For Susan Prince, being a good daughter during a global pandemic means staying away. She worries that a simple hug could turn deadly for her mother Nancy Dambach.

Chemotherapy for stage four lung cancer crippled Dambach’s ability to fight off germs. Even worse, Dambach is 80, which places her in an age group that has a far greater chance of dying form COVID-19, the respiratory disease caused by the novel coronavirus.

Prince, 48, warned well-meaning neighbors to come no closer than the front yard of Dambach’ Cumming home. She plans to visit by standing outside her mother’s screen porch, and will speak to her from about 10 feet away.

“I don’t want to lose her to this,” said Prince, of Sugar Hill. “I’m not ready to lose her. Ever.”

“That’s my Susan. I wish I had ten more of her,” said Dambach, who has lived alone since her husband died in 2014.
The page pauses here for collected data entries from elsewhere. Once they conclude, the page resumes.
//! Checkpoint-guarded step runner.

use async_trait::async_trait;
use tracing::{error, info, warn};

use super::plan::{Step, StepId, StepKind};
use crate::error::InstallError;
use crate::state::RetryConfig;
use crate::store::ConfigStore;
use crate::ui;

/// Performs the work behind each step.
#[async_trait]
pub trait StepExecutor: Send {
    async fn execute(&mut self, step: StepId, store: &mut ConfigStore) -> Result<(), InstallError>;
}

/// What a run did.
#[derive(Debug, Default, Clone, PartialEq, Eq)]
pub struct RunReport {
    pub executed: Vec<StepId>,
    pub skipped: Vec<StepId>,
}

/// Runs a plan against a store.
pub struct Pipeline {
    name: &'static str,
    steps: Vec<Step>,
    retry: RetryConfig,
    dry_run: bool,
}

impl Pipeline {
    #[must_use]
    pub fn new(name: &'static str, steps: Vec<Step>) -> Self {
        Self {
            name,
            steps,
            retry: RetryConfig::default(),
            dry_run: false,
        }
    }

    #[must_use]
    pub fn with_retry(mut self, retry: RetryConfig) -> Self {
        self.retry = retry;
        self
    }

    #[must_use]
    pub fn dry_run(mut self, dry_run: bool) -> Self {
        self.dry_run = dry_run;
        self
    }

    #[must_use]
    pub fn steps(&self) -> &[Step] {
        &self.steps
    }

    /// Whether a checkpointed step after `index` has not completed yet.
    fn pending_after(&self, index: usize, store: &ConfigStore) -> bool {
        self.steps[index + 1..]
            .iter()
            .filter_map(Step::checkpoint)
            .any(|cp| !store.checkpoint(cp))
    }

    fn should_run(&self, index: usize, store: &ConfigStore) -> bool {
        match &self.steps[index].kind {
            StepKind::Checkpointed(cp) => !store.checkpoint(cp),
            StepKind::Session => self.pending_after(index, store),
            StepKind::Always => true,
        }
    }

    /// Run every pending step in order.
    ///
    /// The store is flushed after each completed step and before returning
    /// an error, so an aborted run resumes at the failed step.
    ///
    /// # Errors
    /// Returns the first non-retryable step error, or a retryable one once
    /// its retries are spent.
    pub async fn run<E>(&self, executor: &mut E, store: &mut ConfigStore) -> Result<RunReport, InstallError>
    where
        E: StepExecutor + ?Sized,
    {
        let total = self.steps.len();
        let mut report = RunReport::default();
        info!(pipeline = self.name, steps = total, dry_run = self.dry_run, "Starting pipeline");

        for (index, step) in self.steps.iter().enumerate() {
            let number = index + 1;
            if !self.should_run(index, store) {
                if step.checkpoint().is_some() {
                    ui::print_skipped_step(number, total, step.id.description());
                }
                report.skipped.push(step.id);
                continue;
            }

            ui::print_progress_step(number, total, step.id.description());

            if self.dry_run && step.external {
                info!(step = %step.id, "[dry-run] skipping external step");
            } else {
                self.execute_with_retry(step, executor, store).await?;
            }

            if let Some(cp) = step.checkpoint() {
                store.mark(cp);
            }
            store.flush()?;
            report.executed.push(step.id);
        }

        info!(pipeline = self.name, executed = report.executed.len(), "Pipeline finished");
        Ok(report)
    }

    async fn execute_with_retry<E>(
        &self,
        step: &Step,
        executor: &mut E,
        store: &mut ConfigStore,
    ) -> Result<(), InstallError>
    where
        E: StepExecutor + ?Sized,
    {
        let mut attempt = 0;
        loop {
            match executor.execute(step.id, store).await {
                Ok(()) => return Ok(()),
                Err(e) if e.is_retryable() && self.retry.should_retry(attempt) => {
                    let delay = self.retry.delay_for_attempt(attempt);
                    attempt += 1;
                    warn!(
                        step = %step.id,
                        kind = e.kind(),
                        attempt,
                        error = %e,
                        delay_secs = delay.as_secs(),
                        "Transient error, retrying"
                    );
                    ui::print_warning(&format!("Transient error (attempt {attempt}): {e}"));
                    tokio::time::sleep(delay).await;
                }
                Err(e) => {
                    if let Err(flush) = store.flush() {
                        warn!(error = %flush, "Failed to save state after error");
                    }
                    error!(
                        step = %step.id,
                        kind = e.kind(),
                        error = %e,
                        "Step failed"
                    );
                    ui::print_error(&format!(
                        "{} failed at step '{}': {e}",
                        self.name,
                        step.id.description()
                    ));
                    ui::print_info(e.remedy());
                    return Err(e);
                }
            }
        }
    }
}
» COMPLETE COVERAGE: Coronavirus in Georgia

The pandemic is turning everyday life upside down for those with poorly-functioning immune systems, a wide-ranging group with illnesses that strangers cannot detect with the naked eye. They include cancer patients such as Dambach, cancer survivors, organ transplant recipients, those with conditions related to diabetes, individuals with certain genetic disorders, and people living with HIV.

Each of these diseases are different, and how the virus interacts with them will take years to understand. But people with weakened or malfunctioning immune systems all struggle to fight off infections, and may be more likely to have severe symptoms or die.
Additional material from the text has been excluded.